The promises Silicon Valley makes about the gig economy can sound appealing. Its digital technology lets workers become entrepreneurs, we are told, freed from the drudgery of 9-to-5 jobs. Students, parents and others can make extra cash in their free time while pursuing their passions, maybe starting a thriving small business.

In reality, there is no utopia at companies like Uber, Lyft, Instacart and Handy, whose workers are often manipulated into working long hours for low wages while continually chasing the next ride or task. These companies have discovered they can harness advances in software and behavioral sciences to old-fashioned worker exploitation, according to a growing body of evidence, because employees lack the basic protections of American law.

A recent story  vividly described how Uber and other companies use tactics developed by the video game industry to keep drivers on the road when they would prefer to call it a day, raising company revenue while lowering drivers’ per-hour earnings. One Florida driver told The Times he earned less than $20,000 a year before expenses like gas and maintenance. In New York City, an Uber drivers group affiliated with the machinists union said that more than one-fifth of its members earn less than $30,000 before expenses.
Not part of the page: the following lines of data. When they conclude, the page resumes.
use rdp_trust::{
    Error,
    encoding::{self, Base64Codec, DEFAULT_MAX_DECODED_LEN},
};

fn init_logger() {
    stderrlog::new()
        .verbosity(4)
        .timestamp(stderrlog::Timestamp::Microsecond)
        .init()
        .ok();
}

// RFC 4648 section 10
const VECTORS: [(&str, &str); 7] = [
    ("", ""),
    ("f", "Zg=="),
    ("fo", "Zm8="),
    ("foo", "Zm9v"),
    ("foob", "Zm9vYg=="),
    ("fooba", "Zm9vYmE="),
    ("foobar", "Zm9vYmFy"),
];

#[test]
fn rfc4648_vectors() {
    init_logger();

    for (plain, encoded) in VECTORS {
        assert_eq!(encoding::encode(plain.as_bytes()), encoded);
        assert_eq!(encoding::decode(encoded).unwrap(), plain.as_bytes());
    }
}

#[test]
fn binary_round_trip() {
    init_logger();

    let codec = Base64Codec::new();
    for len in [0, 1, 2, 3, 255, 256, 4096, DEFAULT_MAX_DECODED_LEN] {
        let bytes: Vec<u8> = (0..len).map(|i| (i * 7 + 3) as u8).collect();
        let text: String = codec.encode(&bytes);
        assert_eq!(text.len(), len.div_ceil(3) * 4);
        assert_eq!(codec.decode(&text).unwrap(), bytes, "len {len}");
    }
}

#[test]
fn output_bound() {
    init_logger();

    let bytes: Vec<u8> = vec![0xA5; DEFAULT_MAX_DECODED_LEN + 1];
    let text: String = encoding::encode(&bytes);
    assert!(matches!(encoding::decode(&text), Err(Error::OutputTooLarge)));

    let codec = Base64Codec::new().max_decoded_len(DEFAULT_MAX_DECODED_LEN + 1);
    assert_eq!(codec.decode(&text).unwrap(), bytes);

    let codec = Base64Codec::new().max_decoded_len(0);
    assert!(codec.decode("").unwrap().is_empty());
    assert!(matches!(codec.decode("Zg=="), Err(Error::OutputTooLarge)));
}

#[test]
fn rejects_non_canonical() {
    init_logger();

    for bad in ["QQ=", "Zg", "Zh==", "Zm9=", "Zm9v\r\n", " Zm9v", "Zm9v=", "Zm+_", "Zm9v===="] {
        assert!(
            matches!(encoding::decode(bad), Err(Error::InvalidEncoding)),
            "{bad:?}"
        );
    }
}
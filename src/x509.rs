//! X.509 certificate parsing for leaf pinning.
//!
//! Only the fields needed to pin a peer and run the legacy key exchange are
//! decoded: the RSA public key, the subject and issuer names, and the subject
//! alternative names. Signatures and validity are not checked.
//!
//! # References
//!
//! - [RFC 5280](https://datatracker.ietf.org/doc/html/rfc5280)
//! - [A Warm Welcome to ASN.1 and DER](https://letsencrypt.org/docs/a-warm-welcome-to-asn1-and-der/)

mod extension;
mod name;
mod oid;
mod pem;

use std::fmt;
use std::net::IpAddr;

use crate::{
    ByteCursor, Error, Fingerprint, Result,
    asn1::{Dialect, strip_leading_zeros},
};

use extension::Extensions;
use oid::ObjectIdentifier;

pub use name::Name;

/// Converts a failed step of the certificate walk into
/// [`Error::MalformedCertificate`], logging where it happened.
pub(crate) trait Context<T> {
    fn context(self, name: &str) -> Result<T>;
}

impl<T> Context<T> for Result<T> {
    fn context(self, name: &str) -> Result<T> {
        self.map_err(|e| match e {
            Error::MalformedCertificate => e,
            e => {
                log::error!("{name}: {e}");
                Error::MalformedCertificate
            }
        })
    }
}

impl<T> Context<T> for Option<T> {
    fn context(self, _name: &str) -> Result<T> {
        // callers log before returning None
        self.ok_or(Error::MalformedCertificate)
    }
}

/// Runs an optional read. A tag mismatch or an exhausted cursor means the
/// field is absent.
pub(crate) fn optional<'a, T>(
    cursor: &mut ByteCursor<'a>,
    read: impl FnOnce(&mut ByteCursor<'a>) -> Result<T>,
) -> Result<Option<T>> {
    if cursor.is_empty() {
        return Ok(None);
    }
    match read(cursor) {
        Ok(val) => Ok(Some(val)),
        Err(Error::TagMismatch) => Ok(None),
        Err(e) => Err(e),
    }
}

/// RSA public key as big-endian unsigned integers without leading zeros.
#[derive(Clone, PartialEq, Eq)]
pub struct RsaPublicKey {
    modulus: Vec<u8>,
    exponent: Vec<u8>,
}

impl fmt::Debug for RsaPublicKey {
    fn fmt(&self, f: &mut fmt::Formatter<'_>) -> fmt::Result {
        f.debug_struct("RsaPublicKey")
            .field("bits", &(self.modulus.len() * 8))
            .field("exponent", &hex::encode(&self.exponent))
            .finish()
    }
}

impl RsaPublicKey {
    /// Leading zero octets are stripped from both values.
    pub fn new(modulus: &[u8], exponent: &[u8]) -> Self {
        Self {
            modulus: strip_leading_zeros(modulus).to_vec(),
            exponent: strip_leading_zeros(exponent).to_vec(),
        }
    }

    pub fn modulus(&self) -> &[u8] {
        &self.modulus
    }

    pub fn exponent(&self) -> &[u8] {
        &self.exponent
    }

    /// Modulus length in bytes.
    pub fn modulus_len(&self) -> usize {
        self.modulus.len()
    }
}

/// # References
///
/// - [RFC 5280 Section 4.1](https://datatracker.ietf.org/doc/html/rfc5280#section-4.1)
///
/// ```text
/// Version  ::=  INTEGER  {  v1(0), v2(1), v3(2)  }
/// ```
#[derive(Debug, Clone, Copy, PartialEq, Eq, PartialOrd, Ord)]
pub enum Version {
    V1,
    V2,
    V3,
}

impl Version {
    fn deser(cursor: &mut ByteCursor<'_>) -> Result<Self> {
        const NAME: &str = "Certificate.tbsCertificate.version";

        let Some(len) = optional(cursor, |c| Dialect::Ber.read_contextual_tag(c, 0, true))
            .context(NAME)?
        else {
            return Ok(Version::V1);
        };

        let mut explicit: ByteCursor = ByteCursor::new(cursor.read(len).context(NAME)?);
        let version: u32 = Dialect::Ber.read_integer_u32(&mut explicit).context(NAME)?;

        if !explicit.is_empty() {
            log::error!("{NAME} contains {} bytes of extra data", explicit.remaining());
            return None.context(NAME);
        }

        match version {
            0 => Ok(Version::V1),
            1 => Ok(Version::V2),
            2 => Ok(Version::V3),
            x => {
                log::error!("{NAME} invalid value {x}");
                None.context(NAME)
            }
        }
    }
}

/// # References
///
/// - [RFC 5280 Section 4.1.1.2](https://datatracker.ietf.org/doc/html/rfc5280#section-4.1.1.2)
///
/// ```text
/// AlgorithmIdentifier  ::=  SEQUENCE  {
///     algorithm               OBJECT IDENTIFIER,
///     parameters              ANY DEFINED BY algorithm OPTIONAL  }
/// ```
///
/// Parameters are skipped.
fn algorithm_identifier(name: &str, cursor: &mut ByteCursor<'_>) -> Result<ObjectIdentifier> {
    let mut seq: ByteCursor = Dialect::Ber.read_sequence(cursor).context(name)?;
    let algorithm: ObjectIdentifier =
        ObjectIdentifier::deser(&format!("{name}.algorithm"), &mut seq)?;

    if !seq.is_empty() {
        let parameters_name: String = format!("{name}.parameters");
        Dialect::Ber.read_any(&mut seq).context(&parameters_name)?;
        if !seq.is_empty() {
            log::error!("{name} contains {} bytes of extra data", seq.remaining());
            return None.context(name);
        }
    }

    Ok(algorithm)
}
Gig economy workers tend to be poorer and are more likely to be minorities than the population at large, a survey by the Pew Research Center found last year. Compared with the population as a whole, almost twice as many of them earned under $30,000 a year, and 40 percent were black or Hispanic, compared with 27 percent of all American adults. Most said the money they earned from online platforms was essential or important to their families.

Since workers for most gig economy companies are considered independent contractors, not employees, they do not qualify for basic protections like overtime pay and minimum wages. This helped Uber, which started in 2009, quickly grow to 700,000 active drivers in the United States, nearly three times the number of taxi drivers and chauffeurs in the country in 2014.
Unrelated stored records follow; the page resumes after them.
impl Dialect {
    fn read_identifier(self, cursor: &mut ByteCursor<'_>) -> Result<(Class, bool, u32)> {
        match self {
            Dialect::Ber => ber::read_identifier(cursor),
            Dialect::Er => er::read_identifier(cursor),
        }
    }

    fn read_length_octets(self, cursor: &mut ByteCursor<'_>) -> Result<ContentLength> {
        match self {
            Dialect::Ber => ber::read_length(cursor),
            Dialect::Er => er::read_length(cursor),
        }
    }

    /// Reads a definite length and checks it against the bytes that follow.
    pub fn read_length(self, cursor: &mut ByteCursor<'_>) -> Result<usize> {
        let mut c: ByteCursor = *cursor;

        let len: usize = match self.read_length_octets(&mut c)? {
            ContentLength::Definite(len) => len,
            ContentLength::Indefinite => {
                log::error!("{self:?} indefinite length is not supported here");
                return Err(Error::InvalidLength);
            }
        };

        if len > c.remaining() {
            log::error!(
                "{self:?} declared length {len} exceeds the {} remaining bytes",
                c.remaining()
            );
            return Err(Error::InvalidLength);
        }

        *cursor = c;
        Ok(len)
    }

    /// Reads identifier and length octets without any expectation.
    pub fn read_tag_header(self, cursor: &mut ByteCursor<'_>) -> Result<TagHeader> {
        let mut c: ByteCursor = *cursor;

        let (class, constructed, tag_number) = self.read_identifier(&mut c)?;
        let content_length: ContentLength = self.read_length_octets(&mut c)?;

        match content_length {
            ContentLength::Definite(len) if len > c.remaining() => {
                log::error!(
                    "{self:?} {class:?} tag {tag_number} declares {len} bytes with {} remaining",
                    c.remaining()
                );
                return Err(Error::InvalidLength);
            }
            ContentLength::Indefinite if !constructed => {
                log::error!("{self:?} primitive {class:?} tag {tag_number} has indefinite length");
                return Err(Error::InvalidLength);
            }
            _ => (),
        }

        *cursor = c;
        Ok(TagHeader {
            class,
            constructed,
            tag_number,
            content_length,
        })
    }

    fn expect_identifier(
        self,
        cursor: &mut ByteCursor<'_>,
        class: Class,
        number: u32,
        constructed: bool,
    ) -> Result<()> {
        let mut c: ByteCursor = *cursor;

        let (got_class, got_constructed, got_number) = match self.read_identifier(&mut c) {
            Ok(id) => id,
            // an unrepresentable tag can never equal the expected one
            Err(Error::InvalidTag) => return Err(Error::TagMismatch),
            Err(e) => return Err(e),
        };

        if got_class != class || got_constructed != constructed || got_number != number {
            log::debug!(
                "{self:?} expected {class:?} tag {number} constructed={constructed}, got {got_class:?} tag {got_number} constructed={got_constructed}"
            );
            return Err(Error::TagMismatch);
        }

        *cursor = c;
        Ok(())
    }

    /// Consumes a universal class identifier. Length octets are left in place.
    pub fn read_universal_tag(
        self,
        cursor: &mut ByteCursor<'_>,
        tag: Tag,
        constructed: bool,
    ) -> Result<()> {
        self.expect_identifier(cursor, Class::Universal, tag.into(), constructed)
    }

    /// Consumes an application class header, returning the tag number and
    /// content length.
    pub fn read_application_tag(self, cursor: &mut ByteCursor<'_>) -> Result<(u32, usize)> {
        let mut c: ByteCursor = *cursor;

        let (class, _, number) = self.read_identifier(&mut c)?;
        if class != Class::Application {
            log::debug!("{self:?} expected application class, got {class:?}");
            return Err(Error::TagMismatch);
        }

        let len: usize = self.read_length(&mut c)?;

        *cursor = c;
        Ok((number, len))
    }

    /// Consumes a context-specific header, returning the content length.
    pub fn read_contextual_tag(
        self,
        cursor: &mut ByteCursor<'_>,
        number: u32,
        constructed: bool,
    ) -> Result<usize> {
        let mut c: ByteCursor = *cursor;
        self.expect_identifier(&mut c, Class::ContextSpecific, number, constructed)?;
        let len: usize = self.read_length(&mut c)?;
        *cursor = c;
        Ok(len)
    }

    /// Consumes a `SEQUENCE` header, returning the content length.
    pub fn read_sequence_tag(self, cursor: &mut ByteCursor<'_>) -> Result<usize> {
        let mut c: ByteCursor = *cursor;
        self.read_universal_tag(&mut c, Tag::Sequence, true)?;
        let len: usize = self.read_length(&mut c)?;
        *cursor = c;
        Ok(len)
    }

    /// Consumes a whole universal element and returns its content octets.
    pub fn read_element<'a>(
        self,
        cursor: &mut ByteCursor<'a>,
        tag: Tag,
        constructed: bool,
    ) -> Result<&'a [u8]> {
        let mut c: ByteCursor = *cursor;
        self.read_universal_tag(&mut c, tag, constructed)?;
        let len: usize = self.read_length(&mut c)?;
        let content: &[u8] = c.read(len)?;
        *cursor = c;
        Ok(content)
    }

    /// Consumes a `SEQUENCE` and returns a cursor over its content.
    pub fn read_sequence<'a>(self, cursor: &mut ByteCursor<'a>) -> Result<ByteCursor<'a>> {
        Ok(ByteCursor::new(self.read_element(cursor, Tag::Sequence, true)?))
    }

    /// Content octets of an `INTEGER`, including any sign padding.
    pub fn read_integer<'a>(self, cursor: &mut ByteCursor<'a>) -> Result<&'a [u8]> {
        let mut c: ByteCursor = *cursor;
        let content: &[u8] = self.read_element(&mut c, Tag::Integer, false)?;
        if content.is_empty() {
            log::error!("{self:?} INTEGER has no content octets");
            return Err(Error::InvalidLength);
        }
        *cursor = c;
        Ok(content)
    }

    /// An `INTEGER` that must be non-negative and fit in 32 bits.
    pub fn read_integer_u32(self, cursor: &mut ByteCursor<'_>) -> Result<u32> {
        let mut c: ByteCursor = *cursor;
        let content: &[u8] = self.read_integer(&mut c)?;

        if content[0] & 0x80 != 0 {
            log::error!("{self:?} INTEGER is negative");
            return Err(Error::InvalidLength);
        }

        let significant: &[u8] = strip_leading_zeros(content);
        if significant.len() > 4 {
            log::error!("{self:?} INTEGER of {} octets exceeds 32 bits", content.len());
            return Err(Error::InvalidLength);
        }

        let val: u32 = significant
            .iter()
            .fold(0, |acc, &byte| (acc << 8) | u32::from(byte));

        *cursor = c;
        Ok(val)
    }

    pub fn read_boolean(self, cursor: &mut ByteCursor<'_>) -> Result<bool> {
        let mut c: ByteCursor = *cursor;
        let content: &[u8] = self.read_element(&mut c, Tag::Boolean, false)?;
        let val: bool = match content {
            [val] => *val != 0,
            _ => {
                log::error!("{self:?} BOOLEAN must have 1 content octet, got {}", content.len());
                return Err(Error::InvalidLength);
            }
        };
        *cursor = c;
        Ok(val)
    }

    pub fn read_octet_string<'a>(self, cursor: &mut ByteCursor<'a>) -> Result<&'a [u8]> {
        self.read_element(cursor, Tag::OctetString, false)
    }

    /// Returns the unused bit count of the final octet and the bit octets.
    pub fn read_bit_string<'a>(self, cursor: &mut ByteCursor<'a>) -> Result<(u8, &'a [u8])> {
        let mut c: ByteCursor = *cursor;
        let content: &[u8] = self.read_element(&mut c, Tag::BitString, false)?;

        let (unused, bits) = match content.split_first() {
            Some((&unused, bits)) => (unused, bits),
            None => {
                log::error!("{self:?} BIT STRING is missing the unused bits octet");
                return Err(Error::InvalidLength);
            }
        };

        if unused > 7 || (bits.is_empty() && unused != 0) {
            log::error!(
                "{self:?} BIT STRING unused bit count {unused} is invalid for {} octets",
                bits.len()
            );
            return Err(Error::InvalidLength);
        }

        *cursor = c;
        Ok((unused, bits))
    }

    /// Raw content octets of an `OBJECT IDENTIFIER`.
    pub fn read_object_identifier<'a>(self, cursor: &mut ByteCursor<'a>) -> Result<&'a [u8]> {
        self.read_element(cursor, Tag::ObjectIdentifier, false)
    }

    pub fn read_null(self, cursor: &mut ByteCursor<'_>) -> Result<()> {
        let mut c: ByteCursor = *cursor;
        let content: &[u8] = self.read_element(&mut c, Tag::Null, false)?;
        if !content.is_empty() {
            log::error!("{self:?} NULL has {} content octets", content.len());
            return Err(Error::InvalidLength);
        }
        *cursor = c;
        Ok(())
    }

    /// Consumes any element with a definite length, returning its header and
    /// content.
    pub fn read_any<'a>(self, cursor: &mut ByteCursor<'a>) -> Result<(TagHeader, &'a [u8])> {
        let mut c: ByteCursor = *cursor;
        let header: TagHeader = self.read_tag_header(&mut c)?;

        let len: usize = match header.content_length {
            ContentLength::Definite(len) => len,
            ContentLength::Indefinite => {
                log::error!("{self:?} cannot skip an element of indefinite length");
                return Err(Error::InvalidLength);
            }
        };

        let content: &[u8] = c.read(len)?;
        *cursor = c;
        Ok((header, content))
    }

    pub fn write_length(self, out: &mut Vec<u8>, len: usize) -> Result<()> {
        match self {
            Dialect::Ber => {
                ber::write_length(out, len);
                Ok(())
            }
            Dialect::Er => er::write_length(out, len),
        }
    }

    pub fn write_tag(
        self,
        out: &mut Vec<u8>,
        class: Class,
        constructed: bool,
        number: u32,
    ) -> Result<()> {
        let leading: u8 = class.bits() | if constructed { CONSTRUCTED } else { 0 };
        match self {
            Dialect::Ber => {
                ber::write_identifier(out, leading, number);
                Ok(())
            }
            Dialect::Er => er::write_identifier(out, leading, number),
        }
    }

    pub fn write_universal_tag(self, out: &mut Vec<u8>, tag: Tag, constructed: bool) -> Result<()> {
        self.write_tag(out, Class::Universal, constructed, tag.into())
    }

    /// Writes a constructed application class header.
    pub fn write_application_tag(self, out: &mut Vec<u8>, number: u32, len: usize) -> Result<()> {
        self.write_tag(out, Class::Application, true, number)?;
        self.write_length(out, len)
    }

    pub fn write_contextual_tag(
        self,
        out: &mut Vec<u8>,
        number: u32,
        len: usize,
        constructed: bool,
    ) -> Result<()> {
        self.write_tag(out, Class::ContextSpecific, constructed, number)?;
        self.write_length(out, len)
    }

    pub fn write_sequence_tag(self, out: &mut Vec<u8>, len: usize) -> Result<()> {
        self.write_universal_tag(out, Tag::Sequence, true)?;
        self.write_length(out, len)
    }

    /// Writes a complete primitive universal element.
    pub fn write_element(self, out: &mut Vec<u8>, tag: Tag, content: &[u8]) -> Result<()> {
        self.write_universal_tag(out, tag, false)?;
        self.write_length(out, content.len())?;
        out.extend_from_slice(content);
        Ok(())
    }

    pub fn write_octet_string(self, out: &mut Vec<u8>, content: &[u8]) -> Result<()> {
        self.write_element(out, Tag::OctetString, content)
    }

    pub fn write_boolean(self, out: &mut Vec<u8>, val: bool) -> Result<()> {
        self.write_element(out, Tag::Boolean, &[if val { 0xFF } else { 0x00 }])
    }

    /// Writes a non-negative `INTEGER` in minimal two's complement form.
    pub fn write_integer(self, out: &mut Vec<u8>, magnitude: &[u8]) -> Result<()> {
        let magnitude: &[u8] = strip_leading_zeros(magnitude);

        let mut content: Vec<u8> = Vec::with_capacity(magnitude.len() + 1);
        match magnitude.first() {
            None => content.push(0),
            Some(&first) if first & 0x80 != 0 => {
                content.push(0);
                content.extend_from_slice(magnitude);
            }
            Some(_) => content.extend_from_slice(magnitude),
        }

        self.write_element(out, Tag::Integer, &content)
    }
}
The use of independent contractors is hardly an innovation. Traditional businesses like garment factories, construction companies and trucking have often misclassified employees as contractors to avoid offering benefits, paying payroll taxes and abiding by labor laws. What makes this different is that gig economy businesses are arguing that their use of the independent contractor model is in fact better for workers.

Increasingly workers, and government agencies are pushing back. Seattle passed an ordinance in 2015 allowing drivers for Uber, Lyft and other ride-hailing apps to unionize. A federal judge temporarily blocked that law on Tuesday after the U.S. Chamber of Commerce and some conservative groups filed lawsuits against the city. Workers have also sued various gig economy companies to seek overtime pay, reimbursement for expenses and other damages. Lyft recently agreed to pay $27 million to settle a class-action lawsuit brought by drivers in California.

Legislation and lawsuits might ensure that traditional labor laws are applied to the gig economy. But a few smaller companies, like Hello Alfred, which dispatches people to do household chores, and Managed by Q, which provides office maintenance and cleaning services, are taking steps on their own, by treating workers as employees. They say that this lowers turnover and improves the quality of their services. Over time even bigger companies like Uber, many of which lose money and rely on investors to keep pouring in billions of dollars of capital, might find that it pays to treat workers better and even make some of them employees.

But so far, experience with these companies shows that without the legal protections and ethical norms that once were widely accepted, workers will find the economy of the future an even more inhospitable place.